Columna Prestes:
Control y descontrol de la economía (I)
Jeison Rondón.
El debate económico, tema caliente del acontecer nacional, ya ha hecho su esperada aparición en la tribuna de la Asamblea Nacional Constituyente. Resumiendo lo más importante se verifica el enfrentamiento entre dos opciones: la que propugna la liberalización, en pos del libre “juego” de los factores económicos, y la que tiende al fortalecimiento de los controles legales e institucionales.
Empecemos analizando la primera postura.
Lo primero que debe aclararse es que no existe tal cosa como una economía totalmente exenta de controles. El problema es ¿quién controla y para qué?
Quienes hablan de “levantar” los controles, lo que en realidad proponen es colocar las riendas de la economía en manos de la burguesía. Esto lo hacen con el ánimo de considerar que se debe “incentivar” la libre concurrencia de los “sectores productivos” sin interferencias políticas, lo que terminaría regularizando el hecho económico al poder moverse cada uno en pos de su interés particular, lo que se supone repercutiría en el bienestar general. Allí debemos acotar lo siguiente: -No existe la libre competencia y en el mercado no se da un encuentro de iguales: Los entes más débiles son absorbidos o subordinados y los grandes poderes empresariales pactan por el control de los mercados.
En Venezuela históricamente un puñado de carteles y oligopolios controlan las más importantes ramas industriales y comerciales. Estos conglomerados hacen uso del control que efectivamente poseen para poder obtener la mayor tasa de ganancias al menor coste posible. -Si alguna producción le interesa a estos “sectores productivos” es la de ganancias monetarias, no la de alimentos o medicinas. Estos sectores planifican la economía a favor del aumento incesante de su tasa de ganancias. La especulación es una herramienta habitual que permite realizar grandes dividendos con muy poco volumen de mercancías. -Estás ganancias se buscan realizar en divisas convertibles que permitan una participación en el mercado mundial, por lo cual la captación de dólares y su traslado a la banca internacional es la meta de toda entidad empresarial en Venezuela, muy mal se les puede “incentivar” a la producción otorgándoles de antemano lo que buscan como objetivo final. ¿Qué sentido pudiera tener para la cupular burguesa gastar dólares en la producción de bienes y servicios a venderse en bolívares? En todo caso la producción es un esfuerzo costoso, la línea de menor resistencia es la de especular con bienes importados. -Como la máxima ganancia es la única meta, la planificación que ejerce la cúpula empresarial no va muy lejos. Le tiene sin cuidado si una población necesita más que otra o si existen prioridades para la gente.
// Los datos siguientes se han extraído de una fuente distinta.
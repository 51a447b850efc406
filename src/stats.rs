//! Episode outcome tallies and run summaries

use serde::{Deserialize, Serialize};

/// Win/loss tally across completed episodes.
///
/// Purely observational: the tally plays no part in the learning updates.
#[derive(Debug, Clone, Copy, Default, Serialize, Deserialize)]
pub struct EpisodeStats {
    /// Episodes that ended in a win
    pub wins: usize,
    /// Episodes that ended in a loss
    pub losses: usize,
}

impl EpisodeStats {
    /// Create an empty tally
    pub fn new() -> Self {
        Self::default()
    }

    /// Record one completed episode
    pub fn record(&mut self, won: bool) {
        if won {
            self.wins += 1;
        } else {
            self.losses += 1;
        }
    }

    /// Total episodes recorded
    pub fn episodes(&self) -> usize {
        self.wins + self.losses
    }

    /// Fraction of recorded episodes that were wins (0.0 when empty)
    pub fn win_rate(&self) -> f64 {
        let total = self.episodes();
        if total > 0 {
            self.wins as f64 / total as f64
        } else {
            0.0
        }
    }
}

/// Summary of one training-then-evaluation run, written by the demo binary
#[derive(Debug, Clone, Serialize, Deserialize)]
pub struct RunSummary {
    /// Tally over the training episodes
    pub training: EpisodeStats,
    /// Tally over the greedy evaluation episodes
    pub evaluation: EpisodeStats,
    /// Number of distinct (state, action) values materialized
    pub table_size: usize,
    /// Seed used, if the run was deterministic
    pub seed: Option<u64>,
}

impl RunSummary {
    /// Save the summary as pretty-printed JSON
    pub fn save<P: AsRef<std::path::Path>>(&self, path: P) -> crate::Result<()> {
        let file = std::fs::File::create(path)?;
        serde_json::to_writer_pretty(file, self)?;
        Ok(())
    }
}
Así llegamos al caos en que un mismo producto escasea en una parte del país y sobreabunda en otra, y que otros muchos no se consigan en los lugares mismos donde se producen. - El que los sectores empresariales persigan su interés particular (monetario) no implica para nada que coadyuven al bienestar general (alimentación, salud, seguridad y empleo, medio ambiente), incluso pueden, como muchos de ellos ya lo hacen, acelerar su enriquecimiento perjudicando la calidad de vida de las familias venezolanas y es que el bienestar social es mucho más que la suma de intereses egoístas. Estas razones, entre otras muchas, son las que nos han llevado a la actual situación de un país dependiente hasta el ridículo de las importaciones, con un parque industrial desvencijado en el que no se han visto grandes inversiones de capital en más de cuatro décadas.
El detalle está en tratar un problema eminentemente de producción como si se tratase solamente de un desajuste de la distribución. La raíz de todo el problema está en la producción, en como la burguesía la ha controlado, planificado y dirigido.